Kenneth McMillan (July 2, 1932 – January 8, 1989) was an American actor.  McMillan was usually cast as gruff, hostile and unfriendly characters due to his rough image. However, he was sometimes cast in some lighter comic roles that highlighted his gentler side. He was perhaps best known as Jack Doyle in Rhoda (1977–1978), and as Baron Harkonnen in David Lynch's Dune.

Biography

Personal life
McMillan was born in Brooklyn, New York, the son of Margaret and Harry McMillan, a truck driver. 
He attended Fiorello H. LaGuardia High School of Music & Art and Performing Arts.

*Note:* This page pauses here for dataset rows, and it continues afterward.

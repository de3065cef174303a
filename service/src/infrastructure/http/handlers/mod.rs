use axum::http::StatusCode;
use serde::Serialize;

pub mod articles;
pub mod assignments;
pub mod drafts;
pub mod schedule;

// health check handler
pub async fn health_check() -> StatusCode {
    StatusCode::OK
}

/// Envelope for list responses.
#[derive(Debug, Clone, Serialize)]
pub struct ManyResponse<T: Serialize> {
    data: Vec<T>,
    meta: MetadataResponse,
}

#[derive(Debug, Clone, Serialize)]
pub struct MetadataResponse {
    total: usize,
}

impl<T: Serialize> ManyResponse<T> {
    pub fn new(data: Vec<T>) -> Self {
        let total = data.len();
        Self {
            data,
            meta: MetadataResponse { total },
        }
    }
}

impl<T: Serialize, U: Into<T>> FromIterator<U> for ManyResponse<T> {
    fn from_iter<I: IntoIterator<Item = U>>(iter: I) -> Self {
        Self::new(iter.into_iter().map(Into::into).collect())
    }
}
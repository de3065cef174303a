use std::fmt;
use std::str::FromStr;

use editorial_common::{ActorId, ArticleId};
use futures::future::BoxFuture;
use serde::{Deserialize, Serialize};

use crate::domain::workflow::WorkflowAction;

/// The user on whose behalf an operation runs.
#[derive(Debug, Clone, PartialEq, Eq)]
pub struct Actor {
    pub id: ActorId,
    pub roles: Vec<String>,
}

impl Actor {
    pub fn new(id: ActorId, roles: impl IntoIterator<Item = impl Into<String>>) -> Self {
        Self {
            id,
            roles: roles.into_iter().map(Into::into).collect(),
        }
    }

    /// The platform itself, used by the scheduler.
    pub fn system() -> Self {
        Self {
            id: ActorId::system(),
            roles: vec![],
        }
    }
}

/// Everything a permission policy can be asked about.
#[derive(Clone, Copy, Debug, PartialEq, Eq, Hash, Serialize, Deserialize)]
#[serde(rename_all = "snake_case")]
pub enum EditorialAction {
    CreateArticle,
    CommitContent,
    SubmitForReview,
    Approve,
    RequestRevision,
    Schedule,
    CancelSchedule,
    PublishNow,
    Archive,
    Assign,
    CompleteAssignment,
    WithdrawAssignment,
    RetryChannel,
    RunScheduler,
}

impl EditorialAction {
    pub fn as_str(&self) -> &'static str {
        match self {
            EditorialAction::CreateArticle => "create_article",
            EditorialAction::CommitContent => "commit_content",
            EditorialAction::SubmitForReview => "submit_for_review",
            EditorialAction::Approve => "approve",
            EditorialAction::RequestRevision => "request_revision",
            EditorialAction::Schedule => "schedule",
            EditorialAction::CancelSchedule => "cancel_schedule",
            EditorialAction::PublishNow => "publish_now",
            EditorialAction::Archive => "archive",
            EditorialAction::Assign => "assign",
            EditorialAction::CompleteAssignment => "complete_assignment",
            EditorialAction::WithdrawAssignment => "withdraw_assignment",
            EditorialAction::RetryChannel => "retry_channel",
            EditorialAction::RunScheduler => "run_scheduler",
        }
    }
}

impl fmt::Display for EditorialAction {
    fn fmt(&self, f: &mut fmt::Formatter<'_>) -> fmt::Result {
        f.write_str(self.as_str())
    }
}

impl FromStr for EditorialAction {
    type Err = String;

    fn from_str(value: &str) -> Result<Self, Self::Err> {
        serde_json::from_value(serde_json::Value::String(value.to_string()))
            .map_err(|_| format!("unknown editorial action '{value}'"))
    }
}

impl From<WorkflowAction> for EditorialAction {
    fn from(value: WorkflowAction) -> Self {
        match value {
            WorkflowAction::SubmitForReview => EditorialAction::SubmitForReview,
            WorkflowAction::Approve => EditorialAction::Approve,
            WorkflowAction::RequestRevision => EditorialAction::RequestRevision,
            WorkflowAction::Schedule => EditorialAction::Schedule,
            WorkflowAction::CancelSchedule => EditorialAction::CancelSchedule,
            WorkflowAction::PublishNow => EditorialAction::PublishNow,
            WorkflowAction::Archive => EditorialAction::Archive,
        }
    }
}

/// Permission collaborator consulted before every mutating operation.
///
/// Object safe so that the policy can be swapped at startup without touching the state type.
pub trait Permissions: Send + Sync + 'static {
    fn can_perform<'a>(
        &'a self,
        actor: &'a Actor,
        action: EditorialAction,
        article_id: Option<ArticleId>,
    ) -> BoxFuture<'a, bool>;
}
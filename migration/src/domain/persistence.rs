use std::collections::HashSet;

use crate::domain::migration::MigrationStep;

pub trait Persistence: Send + Sync + Clone + 'static {
    /// load tables from database
    fn load(&self) -> impl Future<Output = Result<HashSet<String>, anyhow::Error>>;
    /// apply migration steps to database
    fn apply_migration_steps(
        &self,
        steps: Vec<impl MigrationStep>,
    ) -> impl Future<Output = Result<(), anyhow::Error>>;
    /// extract database schema
    fn database_schema(&self) -> &str;
}
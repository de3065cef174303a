use chrono::{DateTime, Utc};
use editorial_common::article::{Article, ArticleStatus};
use editorial_common::assignment::{Assignment, AssignmentRole, AssignmentStatus};
use editorial_common::{ActorId, ArticleId};

/// Article listing criteria.
#[derive(Debug, Clone, Default)]
pub struct ArticleFilter {
    /// Restrict to these statuses; empty means any
    pub statuses: Vec<ArticleStatus>,
    pub limit: Option<usize>,
}

impl ArticleFilter {
    pub fn matches(&self, article: &Article) -> bool {
        self.statuses.is_empty() || self.statuses.contains(&article.status())
    }
}

/// Assignment listing criteria. Every set field must match.
#[derive(Debug, Clone, Default)]
pub struct AssignmentFilter {
    pub article_id: Option<ArticleId>,
    pub assignee_id: Option<ActorId>,
    pub role: Option<AssignmentRole>,
    /// Only assignments due strictly before this instant
    pub due_before: Option<DateTime<Utc>>,
    pub status: Option<AssignmentStatus>,
}

impl AssignmentFilter {
    pub fn pending() -> Self {
        Self {
            status: Some(AssignmentStatus::Pending),
            ..Self::default()
        }
    }

    pub fn matches(&self, assignment: &Assignment) -> bool {
        self.article_id.is_none_or(|id| assignment.article_id == id)
            && self
                .assignee_id
                .as_ref()
                .is_none_or(|assignee| &assignment.assignee_id == assignee)
            && self.role.is_none_or(|role| assignment.role == role)
            && self.status.is_none_or(|status| assignment.status == status)
            && self
                .due_before
                .is_none_or(|limit| assignment.due_at.is_some_and(|due_at| due_at < limit))
    }
}

#[cfg(test)]
mod tests {
    use chrono::Duration;
    use editorial_common::assignment::NewAssignment;
    use editorial_common::test_utils::{actor, epoch};

    use super::*;

    fn assignment(due_at: Option<DateTime<Utc>>) -> Assignment {
        NewAssignment {
            article_id: ArticleId::generate(),
            assignee_id: actor("reviewer"),
            role: AssignmentRole::Reviewer,
            due_at,
            instructions: None,
            assigned_by: actor("editor"),
            created_at: epoch(),
        }
        .into_pending()
    }

    #[test]
    fn due_before_skips_assignments_without_due_date() {
        let filter = AssignmentFilter {
            due_before: Some(epoch()),
            ..AssignmentFilter::pending()
        };

        assert!(filter.matches(&assignment(Some(epoch() - Duration::hours(1)))));
        assert!(!filter.matches(&assignment(Some(epoch()))));
        assert!(!filter.matches(&assignment(None)));
    }

    #[test]
    fn assignee_filter_compares_ids() {
        let filter = AssignmentFilter {
            assignee_id: Some(actor("someone-else")),
            ..AssignmentFilter::default()
        };
        assert!(!filter.matches(&assignment(None)));
    }
}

Prior to becoming an actor, McMillan was employed at  Gimbels Department Store first as a salesman, then as a section manager, and then a floor superintendent managing three floors. At age 30, McMillan decided to pursue an acting career, and took acting lessons from Uta Hagen and Irene Dailey. He was married to Kathryn McDonald (20 June 1969 – 8 January 1989) (his death) with whom he had one child, actress Alison McMillan.

Career

McMillan made his film debut at age 41 with a small role in Sidney Lumet's police drama Serpico. The actor played a borough commander in The Taking of Pelham One Two Three, but often was cast as characters such as a cowardly small town sheriff in Tobe Hooper's 1979 TV mini-series Salem's Lot, a similar law enforcement officer in the 1987 Burt Reynolds film Malone, William Hurt's bitter paraplegic father in Eyewitness, a wily safe cracker in The Pope of Greenwich Village, and a racist fire chief in Ragtime who is memorably told off by the New York City police commissioner, James Cagney. In 1985, he played this city's newly appointed police commissioner in the short lived television crime drama Our Family Honor.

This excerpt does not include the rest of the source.